September 27, 2016      5:57 PM
Budget choices lead to heavy constraints of general revenue next session
The state sits on a $4.1 billion cushion between revenue and appropriations, most of it in general revenue-dedicated funds…but that budget will be constrained to $2 billion due to constitutional budget spending limits, according to the Comptroller and LBB
The
revenue picture for next session is tightening quickly given the choices
lawmakers made last session to obligate future revenue to address ongoing
needs, budget writers were told this week.
Tom Currah with the Comptroller’s Office and Ursula Parks of the Legislative
Budget Board presented current revenue, and its constraints, in an overview
before Rep. Dennis Bonnen’s,
R-Angleton, House Ways and Means Committee. The outline of the picture
includes funds gathered, revenue obligated and an anticipated supplemental
budget that must draw down the balance of current biennial revenues.

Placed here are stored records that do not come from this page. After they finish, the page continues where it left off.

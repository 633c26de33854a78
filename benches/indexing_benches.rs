use criterion::{black_box, criterion_group, criterion_main, Criterion};
use geobin::*;

// --- Fixtures for benchmarks ---
const SF: (f64, f64) = (-122.4194, 37.7749);
const SF_HEX_100: &str = "00000000001010010S0000000725200000096535";

// --- Benchmark Functions ---

fn bench_geoid_from_lon_lat(c: &mut Criterion) {
  let proj = UtmProjection::new().unwrap();
  let mut group = c.benchmark_group("geoid_from_lon_lat");

  for (name, bin_type) in [("square", 0), ("hexagon", 1)] {
    group.bench_function(name, |b| {
      b.iter(|| geoid_from_lon_lat(&proj, black_box(SF.0), black_box(SF.1), black_box(100), bin_type, None));
    });
  }
  group.finish();
}

fn bench_cell_geometry(c: &mut Criterion) {
  let proj = UtmProjection::new().unwrap();
  c.bench_function("cell_geometry_hexagon", |b| {
    b.iter(|| cell_geometry(&proj, black_box(SF_HEX_100)));
  });
}

fn bench_decode(c: &mut Criterion) {
  c.bench_function("decode", |b| b.iter(|| decode(black_box(SF_HEX_100))));
}

fn bench_hexagon_cell_from_projected(c: &mut Criterion) {
  let point = PlanePoint::new(543_870.0, 4_180_090.0);
  c.bench_function("hexagon_cell_from_projected", |b| {
    b.iter(|| indexing::hexagon::cell_from_projected(black_box(point), black_box(100.0)));
  });
}

criterion_group!(
  benches,
  bench_geoid_from_lon_lat,
  bench_cell_geometry,
  bench_decode,
  bench_hexagon_cell_from_projected
);
criterion_main!(benches);
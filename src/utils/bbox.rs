use crate::EPS;
use serde::{Deserialize, Serialize};

/// Bounding box in the format (left, top, right, bottom), pixels
///
/// Persisted as the `[left, top, right, bottom]` array.
///
#[derive(Clone, Default, Debug, Copy, PartialEq, Serialize, Deserialize)]
#[serde(from = "[f32; 4]", into = "[f32; 4]")]
pub struct BoundingBox {
    left: f32,
    top: f32,
    right: f32,
    bottom: f32,
}

impl BoundingBox {
    /// Constructor
    ///
    pub fn new(left: f32, top: f32, right: f32, bottom: f32) -> Self {
        Self {
            left,
            top,
            right,
            bottom,
        }
    }

    /// Builds the box from the detector format `(left, top, width, height)`
    ///
    pub fn from_ltwh(left: f32, top: f32, width: f32, height: f32) -> Self {
        Self::new(left, top, left + width, top + height)
    }

    pub fn left(&self) -> f32 {
        self.left
    }

    pub fn top(&self) -> f32 {
        self.top
    }

    pub fn right(&self) -> f32 {
        self.right
    }

    pub fn bottom(&self) -> f32 {
        self.bottom
    }

    pub fn width(&self) -> f32 {
        self.right - self.left
    }

    pub fn height(&self) -> f32 {
        self.bottom - self.top
    }

    pub fn area(&self) -> f32 {
        self.width() * self.height()
    }

    pub fn center(&self) -> (f32, f32) {
        (
            (self.left + self.right) / 2.0,
            (self.top + self.bottom) / 2.0,
        )
    }

    /// Euclidean distance between the box centers
    ///
    pub fn center_distance(&self, other: &Self) -> f32 {
        let (x1, y1) = self.center();
        let (x2, y2) = other.center();
        ((x1 - x2).powi(2) + (y1 - y2).powi(2)).sqrt()
    }

    /// Allows comparing bboxes
    ///
    pub fn almost_same(&self, other: &Self, eps: f32) -> bool {
        (self.left - other.left).abs() < eps
            && (self.top - other.top).abs() < eps
            && (self.right - other.right).abs() < eps
            && (self.bottom - other.bottom).abs() < eps
    }

    pub fn is_degenerate(&self) -> bool {
        self.width() < EPS || self.height() < EPS
    }
}

impl From<[f32; 4]> for BoundingBox {
    fn from(v: [f32; 4]) -> Self {
        Self::new(v[0], v[1], v[2], v[3])
    }
}

impl From<BoundingBox> for [f32; 4] {
    fn from(b: BoundingBox) -> Self {
        [b.left, b.top, b.right, b.bottom]
    }
}

#[cfg(test)]
mod tests {
    use crate::utils::bbox::BoundingBox;
    use crate::EPS;

    #[test]
    fn geometry() {
        let b = BoundingBox::from_ltwh(10.0, 20.0, 30.0, 60.0);
        assert!(b.almost_same(&BoundingBox::new(10.0, 20.0, 40.0, 80.0), EPS));
        assert!((b.width() - 30.0).abs() < EPS);
        assert!((b.height() - 60.0).abs() < EPS);
        assert!((b.area() - 1800.0).abs() < EPS);
        assert_eq!(b.center(), (25.0, 50.0));
        assert!(!b.is_degenerate());
        assert!(BoundingBox::new(1.0, 1.0, 1.0, 5.0).is_degenerate());
    }

    #[test]
    fn center_distance() {
        let a = BoundingBox::new(0.0, 0.0, 10.0, 10.0);
        let b = BoundingBox::new(3.0, 4.0, 13.0, 14.0);
        assert!((a.center_distance(&b) - 5.0).abs() < EPS);
        assert!(a.center_distance(&a).abs() < EPS);
    }

    #[test]
    fn serialized_as_array() {
        let b = BoundingBox::new(1.0, 2.0, 3.0, 4.0);
        let s = serde_json::to_string(&b).unwrap();
        assert_eq!(s, "[1.0,2.0,3.0,4.0]");
        let b2: BoundingBox = serde_json::from_str(&s).unwrap();
        assert_eq!(b, b2);
    }
}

Currah, the chief revenue estimator in Glenn Hegar’s
office, noted the slowdown in oil and gas severance taxes, which will bring in
about $1 billion less than last fall’s revenue forecast. When combined with a
$350 million bump in franchise taxes, that brings the final tally to about
$50.8 billion in revenue, which would be $650 million under projections.
As Bonnen pointed out, some of that $350 million bump is based
on revenue from a tax rate that was reduced last session. That means some of
that revenue will go back out to business owners in the form of refunds,
although Currah expects to keep some of that excess.